Starlight Ice Climbing

With ice climbing conditions starting to form in the mountains, but without any available daylight hours, I decided to head out into the night to see how frozen things were in Cwm Idwal.

It was a particularly cold and clear night. It was -2°C at The Cottage when John picked me up and two degrees lower when we parked at Ogwen Cottage. There wasn’t a breath of wind and the sky was packed with stars. There was just enough light from the crescent moon, but the walk up was aided considerably by the bright light of John’s new headtorch.

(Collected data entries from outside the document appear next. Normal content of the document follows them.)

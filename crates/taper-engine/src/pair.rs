//! Validated forward/inverse function pairs and the clamping transform.

use std::fmt;
use std::sync::Arc;

use rand::Rng;

use crate::error::TaperError;
use crate::interval::Interval;
use crate::validation::{RoundTrip, Validator};

/// Shared handle to one direction of a pair.
pub type TransferFn = Arc<dyn Fn(f64) -> f64 + Send + Sync>;

/// A pair of mutually inverse scalar functions plus the domain where the
/// inverse relationship has been checked.
///
/// A `FunctionPair` only exists once its round trip has been validated (see
/// [`Validator`]). It holds no mutable state, so clones share the same
/// function handles and can be sent across threads freely.
///
/// # Example
///
/// ```
/// use taper_engine::{FunctionPair, Interval};
///
/// let pair = FunctionPair::new(|x| x + 1.0, |y| y - 1.0, Interval::new(0.0, 10.0)?)?;
/// assert!((pair.forward(2.0) - 3.0).abs() < 1e-12);
/// assert!((pair.inverse(3.0) - 2.0).abs() < 1e-12);
///
/// // Not an inverse: rejected.
/// assert!(FunctionPair::new(|x| x + 1.0, |y| y, Interval::new(0.0, 10.0)?).is_err());
/// # Ok::<(), taper_engine::TaperError>(())
/// ```
#[derive(Clone)]
pub struct FunctionPair {
    forward: TransferFn,
    inverse: TransferFn,
    domain: Interval,
}

impl fmt::Debug for FunctionPair {
    fn fmt(&self, f: &mut fmt::Formatter<'_>) -> fmt::Result {
        f.debug_struct("FunctionPair")
            .field("domain", &self.domain)
            .finish_non_exhaustive()
    }
}

impl FunctionPair {
    /// Build and validate a pair, sampling with an OS-seeded [`Validator`].
    ///
    /// # Errors
    ///
    /// Returns [`TaperError::InverseMismatch`] if any sampled round trip
    /// misses by the tolerance or more.
    pub fn new<F, I>(forward: F, inverse: I, domain: Interval) -> Result<Self, TaperError>
    where
        F: Fn(f64) -> f64 + Send + Sync + 'static,
        I: Fn(f64) -> f64 + Send + Sync + 'static,
    {
        Self::with_validator(forward, inverse, domain, &mut Validator::new())
    }

    /// Build and validate a pair with a caller-supplied validator.
    ///
    /// # Errors
    ///
    /// Returns [`TaperError::InverseMismatch`] if any sampled round trip
    /// misses by the tolerance or more.
    pub fn with_validator<F, I, R>(
        forward: F,
        inverse: I,
        domain: Interval,
        validator: &mut Validator<R>,
    ) -> Result<Self, TaperError>
    where
        F: Fn(f64) -> f64 + Send + Sync + 'static,
        I: Fn(f64) -> f64 + Send + Sync + 'static,
        R: Rng,
    {
        Self::from_handles(Arc::new(forward), Arc::new(inverse), domain, validator)
    }

    pub(crate) fn from_handles<R: Rng>(
        forward: TransferFn,
        inverse: TransferFn,
        domain: Interval,
        validator: &mut Validator<R>,
    ) -> Result<Self, TaperError> {
        validator.check(forward.as_ref(), inverse.as_ref(), domain)?;
        tracing::debug!(%domain, "function pair validated");
        Ok(Self {
            forward,
            inverse,
            domain,
        })
    }

    /// Apply the forward function.
    #[inline]
    pub fn forward(&self, value: f64) -> f64 {
        (self.forward)(value)
    }

    /// Apply the inverse function.
    #[inline]
    pub fn inverse(&self, value: f64) -> f64 {
        (self.inverse)(value)
    }

    /// Domain the inverse relationship was validated over.
    #[inline]
    pub fn domain(&self) -> Interval {
        self.domain
    }

    /// Shared handle to the forward function.
    pub fn forward_fn(&self) -> TransferFn {
        Arc::clone(&self.forward)
    }

    /// Shared handle to the inverse function.
    pub fn inverse_fn(&self) -> TransferFn {
        Arc::clone(&self.inverse)
    }

    /// Push `value` through `forward` then `inverse`.
    pub fn round_trip(&self, value: f64) -> RoundTrip {
        RoundTrip::measure(self.forward.as_ref(), self.inverse.as_ref(), value)
    }

    /// `forward` evaluated at the low and high domain bounds.
    ///
    /// For a decreasing curve the first element is the larger one.
    pub fn output_bounds(&self) -> (f64, f64) {
        (
            self.forward(self.domain.low()),
            self.forward(self.domain.high()),
        )
    }

    /// Remap this pair so that `range_of_interest` (a slice of this pair's
    /// domain) is presented over `inout_range`, validating with an
    /// OS-seeded [`Validator`].
    ///
    /// # Errors
    ///
    /// See [`FunctionPair::clamped_with`].
    pub fn clamped(
        &self,
        range_of_interest: Interval,
        inout_range: Interval,
    ) -> Result<Self, TaperError> {
        self.clamped_with(range_of_interest, inout_range, &mut Validator::new())
    }

    /// Remap this pair onto `inout_range`:
    ///
    /// ```text
    /// forward'(v) = forward(R.denormalize(B.normalize(v)))
    /// inverse'(y) = B.denormalize(R.normalize(inverse(y)))
    /// domain'     = B
    /// ```
    ///
    /// where `R` is `range_of_interest` and `B` is `inout_range`. Inputs
    /// outside `B` extrapolate along the curve; they are reported at debug
    /// level but not rejected.
    ///
    /// # Errors
    ///
    /// - [`TaperError::OutOfBoundsRangeOfInterest`] if `range_of_interest`
    ///   is not inside this pair's domain.
    /// - [`TaperError::InverseMismatch`] if the remapped pair fails validation
    ///   over `inout_range`.
    ///
    /// # Example
    ///
    /// ```
    /// use taper_engine::{presets, Interval, Validator};
    ///
    /// let log1p = presets::log1p(1.0)?;
    /// let tapered = log1p.clamped_with(
    ///     Interval::new(0.0, 9.0)?,
    ///     Interval::UNIT,
    ///     &mut Validator::seeded(5),
    /// )?;
    /// assert!(tapered.forward(0.0).abs() < 1e-12);
    /// assert!((tapered.forward(1.0) - 10f64.ln()).abs() < 1e-12);
    /// # Ok::<(), taper_engine::TaperError>(())
    /// ```
    pub fn clamped_with<R: Rng>(
        &self,
        range_of_interest: Interval,
        inout_range: Interval,
        validator: &mut Validator<R>,
    ) -> Result<Self, TaperError> {
        if !self.domain.contains_interval(&range_of_interest) {
            return Err(TaperError::OutOfBoundsRangeOfInterest {
                range_of_interest,
                domain: self.domain,
            });
        }

        let forward = Arc::clone(&self.forward);
        let clamped_forward = move |value: f64| {
            let position = inout_range.normalize(value);
            if !(0.0..=1.0).contains(&position) {
                tracing::debug!(
                    value,
                    position,
                    %inout_range,
                    "tapered input outside in/out range, extrapolating"
                );
            }
            forward(range_of_interest.denormalize(position))
        };

        let inverse = Arc::clone(&self.inverse);
        let clamped_inverse = move |value: f64| {
            let position = range_of_interest.normalize(inverse(value));
            inout_range.denormalize(position)
        };

        Self::from_handles(
            Arc::new(clamped_forward),
            Arc::new(clamped_inverse),
            inout_range,
            validator,
        )
    }
}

Somewhat surprisingly, the steam was still flowing at its base, but having come this far, we hiked a little higher to where we found ‘just enough’ to climb on.

We began to swing leads, finding good belays, but not much in-between – apart from a peg on the first pitch! A rarity in the Ogwen valley.

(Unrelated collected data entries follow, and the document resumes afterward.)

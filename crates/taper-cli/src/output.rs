//! Output formatting for CLI responses

use anyhow::{Error, Result};
use colored::*;
use serde::Serialize;
use serde_json::json;

use crate::commands::check::CheckReport;
use crate::commands::demo::DemoSlider;
use crate::commands::presets::PresetInfo;
use crate::commands::resolve::ResolveReport;
use crate::error::CliError;

/// Print error in JSON format
pub fn print_error_json(error: &Error) {
    let error_json = json!({
        "success": false,
        "error": {
            "message": error.to_string(),
            "type": error_type_name(error)
        }
    });
    match serde_json::to_string_pretty(&error_json) {
        Ok(s) => println!("{s}"),
        Err(e) => eprintln!("Failed to format error as JSON: {e}"),
    }
}

/// Print error in human-readable format
pub fn print_error_human(error: &Error) {
    eprintln!("{} {}", "Error:".red().bold(), error);

    let mut source = error.source();
    while let Some(err) = source {
        eprintln!("  {} {}", "Caused by:".yellow(), err);
        source = err.source();
    }
}

fn error_type_name(error: &Error) -> &'static str {
    match error.downcast_ref::<CliError>() {
        Some(CliError::CheckFailed(_)) => "check_failed",
        Some(CliError::InvalidTaper(e)) => e.kind(),
        Some(CliError::Config(_)) => "config",
        Some(CliError::JsonError(_)) => "json",
        None => "unknown",
    }
}

fn print_json_success<T: Serialize>(key: &str, value: &T) -> Result<()> {
    let value = serde_json::to_value(value).map_err(CliError::from)?;
    let output = json!({ "success": true, key: value });
    println!(
        "{}",
        serde_json::to_string_pretty(&output).map_err(CliError::from)?
    );
    Ok(())
}

/// Print a resolved taper
pub fn print_resolve_report(report: &ResolveReport, json: bool) -> Result<()> {
    if json {
        return print_json_success("taper", report);
    }

    println!("{} {}", "Style:".bold(), report.style.cyan());
    println!("  Range of interest: {}", report.range_of_interest);
    println!("  In/out range:      {}", report.inout_range);
    println!(
        "  Slider bounds:     {:.6} .. {:.6}",
        report.slider_bounds.min, report.slider_bounds.max
    );
    println!();
    println!(
        "  {:>14}  {:>14}  {:>14}",
        "value".bold(),
        "position".bold(),
        "recovered".bold()
    );
    for point in &report.samples {
        println!(
            "  {:>14.6}  {:>14.6}  {:>14.6}",
            point.value, point.position, point.recovered
        );
    }
    Ok(())
}

/// Print the preset listing
pub fn print_preset_list(presets: &[PresetInfo], json: bool) -> Result<()> {
    if json {
        return print_json_success("presets", &presets);
    }

    println!("{}", "Built-in presets:".bold());
    for preset in presets {
        let [low, high] = preset.output_bounds;
        println!(
            "  {} {:<18} domain {:<24} output {:.6} .. {:.6}",
            "●".green(),
            preset.name.as_str().bold(),
            preset.domain.to_string(),
            low,
            high
        );
    }
    Ok(())
}

/// Print round-trip check results
pub fn print_check_reports(reports: &[CheckReport], json: bool) -> Result<()> {
    if json {
        return print_json_success("checks", &reports);
    }

    for report in reports {
        let status = if report.passed() {
            "PASS".green().bold()
        } else {
            "FAIL".red().bold()
        };
        println!(
            "  {status} {:<18} {} samples, max error {:e} at {}, {} failures",
            report.name.as_str(),
            report.samples,
            report.max_error,
            report.worst_input,
            report.failures
        );
    }
    Ok(())
}

/// Print the example gallery
pub fn print_demo(sliders: &[DemoSlider], json: bool) -> Result<()> {
    if json {
        return print_json_success("sliders", &sliders);
    }

    for (index, slider) in sliders.iter().enumerate() {
        println!(
            "{} {} ({})",
            format!("Slider {}:", index + 1).bold(),
            slider.label,
            slider.style.dimmed()
        );
        match (slider.position, slider.bounds, slider.message) {
            (Some(position), Some(bounds), _) => {
                println!("  Value:    {}", slider.value);
                println!("  Position: {position:.6}");
                println!("  Travel:   {:.6} .. {:.6}", bounds.min, bounds.max);
            }
            (_, _, Some(message)) => println!("  {}", message.yellow()),
            _ => println!("  {}", "unavailable".yellow()),
        }
    }
    Ok(())
}
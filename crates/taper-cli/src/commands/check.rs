//! Stress the round trip of built-in presets

use anyhow::Result;
use serde::Serialize;
use taper_engine::{FunctionPair, Interval, PresetName, ValidationConfig, Validator};

use crate::commands::CheckArgs;
use crate::error::CliError;
use crate::output;

#[derive(Debug, Serialize)]
pub struct CheckReport {
    pub name: PresetName,
    pub domain: Interval,
    pub samples: usize,
    pub max_error: f64,
    pub worst_input: f64,
    pub failures: usize,
}

impl CheckReport {
    pub fn passed(&self) -> bool {
        self.failures == 0
    }
}

/// Execute the check command
pub fn execute(args: &CheckArgs, json: bool) -> Result<()> {
    let names: Vec<PresetName> = if args.presets.is_empty() {
        PresetName::ALL.to_vec()
    } else {
        args.presets.clone()
    };

    let config = ValidationConfig {
        tolerance: args.tolerance,
        interior_samples: args.samples,
        seed: args.seed,
    };
    let mut validator = Validator::from_config(config).map_err(CliError::from)?;

    let mut reports = Vec::with_capacity(names.len());
    for name in names {
        let pair = name.pair().map_err(CliError::from)?;
        let report = check_pair(name, pair, &mut validator);
        tracing::debug!(preset = %name, max_error = report.max_error, "checked");
        reports.push(report);
    }

    output::print_check_reports(&reports, json)?;

    let failed: Vec<&str> = reports
        .iter()
        .filter(|r| !r.passed())
        .map(|r| r.name.as_str())
        .collect();
    if failed.is_empty() {
        Ok(())
    } else {
        Err(CliError::CheckFailed(failed.join(", ")).into())
    }
}

/// Sample both endpoints plus the configured number of interior points and
/// record the worst round trip.
pub fn check_pair(name: PresetName, pair: &FunctionPair, validator: &mut Validator) -> CheckReport {
    let domain = pair.domain();
    let tolerance = validator.config().tolerance;
    let interior = validator.config().interior_samples;

    let mut report = CheckReport {
        name,
        domain,
        samples: 0,
        max_error: 0.0,
        worst_input: domain.low(),
        failures: 0,
    };

    let endpoints = [domain.low(), domain.high()];
    let interior_points = (0..interior).map(|_| validator.sample(domain));

    for input in endpoints.into_iter().chain(interior_points) {
        let trip = pair.round_trip(input);
        report.samples += 1;
        if !trip.within(tolerance) {
            report.failures += 1;
        }
        let error = trip.error();
        if error.is_nan() || error > report.max_error {
            report.max_error = error;
            report.worst_input = input;
        }
    }
    report
}
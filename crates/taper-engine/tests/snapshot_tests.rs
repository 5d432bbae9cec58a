//! Snapshot tests for user-facing messages and serialized configs using insta.

use taper_engine::{
    FunctionPair, Interval, PresetName, StyleConfig, TaperConfig, TaperEngine, TaperError,
    TaperProfile, TaperStyle, Validator,
};

#[test]
fn snapshot_degenerate_interval_message() {
    let err = match Interval::new(5.0, 1.0) {
        Ok(range) => panic!("expected an error, got {range}"),
        Err(err) => err,
    };
    insta::assert_snapshot!(err, @"degenerate interval [5, 1]: low must be finite and strictly below high");
}

#[test]
fn snapshot_out_of_bounds_message() -> Result<(), TaperError> {
    let profile = TaperProfile::new(TaperStyle::Log1p)
        .with_range_of_interest(Interval::new(0.0, 200000.0)?);
    let err = match TaperEngine::seeded(1).resolve(&profile) {
        Ok(pair) => panic!("expected an error, got {pair:?}"),
        Err(err) => err,
    };
    insta::assert_snapshot!(err, @"range of interest [0, 200000] lies outside the pair's domain [0, 100000]");
    Ok(())
}

#[test]
fn snapshot_inverse_mismatch_message() -> Result<(), TaperError> {
    let err = match FunctionPair::with_validator(
        |x| x + 1.0,
        |y| y,
        Interval::new(0.0, 10.0)?,
        &mut Validator::seeded(1),
    ) {
        Ok(pair) => panic!("expected an error, got {pair:?}"),
        Err(err) => err,
    };
    insta::assert_snapshot!(err, @"inverse mismatch at 0: forward gave 1, inverse recovered 1 (error 1e0, tolerance 1e-8)");
    Ok(())
}

#[test]
fn snapshot_invalid_base_message() {
    let model = TaperEngine::seeded(1).bind(
        &TaperProfile::new(TaperStyle::CustomLogBase { base: 1.0 }),
        0.0,
    );
    let reason = match model {
        taper_engine::SliderModel::Invalid { reason } => reason,
        taper_engine::SliderModel::Ready(_) => panic!("base 1 should not resolve"),
    };
    insta::assert_snapshot!(reason, @"invalid parameter 'base': must be finite, positive and not 1, got 1");
}

#[test]
fn snapshot_preset_domains() {
    let listing = PresetName::ALL
        .iter()
        .map(|name| format!("{name} {}", name.domain()))
        .collect::<Vec<_>>()
        .join("\n");
    insta::assert_snapshot!(listing, @r"
    log2 [1, 1000000]
    inv_log2 [-1000, 1000]
    log10 [1, 1000000]
    inv_log10 [-300, 300]
    linear [-1000, 1000]
    favorite_log [0, 100000]
    favorite_inv_log [-17, 700]
    ");
}

#[test]
fn snapshot_config_json() -> Result<(), Box<dyn std::error::Error>> {
    let mut config = TaperConfig::new(StyleConfig::CustomLogBase { base: 10.0 });
    config.inout_range = Some(Interval::new(1.0, 10.0)?);
    insta::assert_snapshot!(config.to_json_string()?, @r#"
    {
      "style": {
        "kind": "custom_log_base",
        "base": 10.0
      },
      "inout_range": [
        1.0,
        10.0
      ],
      "validation": {
        "tolerance": 1e-8,
        "interior_samples": 10,
        "seed": null
      }
    }
    "#);
    Ok(())
}
//! Error types for taperctl

use taper_engine::{ConfigError, TaperError};
use thiserror::Error;

#[derive(Error, Debug)]
pub enum CliError {
    #[error("Round-trip check failed: {0}")]
    CheckFailed(String),

    #[error("Invalid taper: {0}")]
    InvalidTaper(#[from] TaperError),

    #[error("Config error: {0}")]
    Config(#[from] ConfigError),

    #[error("JSON error: {0}")]
    JsonError(#[from] serde_json::Error),
}

impl CliError {
    /// Process exit code for this error.
    pub fn exit_code(&self) -> u8 {
        match self {
            CliError::CheckFailed(_) => 2,
            CliError::InvalidTaper(_) | CliError::Config(ConfigError::Taper(_)) => 3,
            CliError::Config(_) => 4,
            CliError::JsonError(_) => 1,
        }
    }
}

Although thin in places, (and at times spraying with water!), the ice was ‘chewy’ and gave satisfying and safe ice axe placements.

The 300m route gives around four good pitches before easing off to an angle where we moved together.

It was 21:30 when we reached the top – just as it started to snow. On the walk down by the devils kitchen, we looked into the great cleft to check the ice, while the snow flakes grew in size and intensity.

An hour later and we were back at the car – having worn crampons the whole way down to avoid slipping on the awkward ground. A super adventure and good to have been swinging an ice axe again – especially so close to home.A far cry from climbing in the sun in Greece a few weeks ago!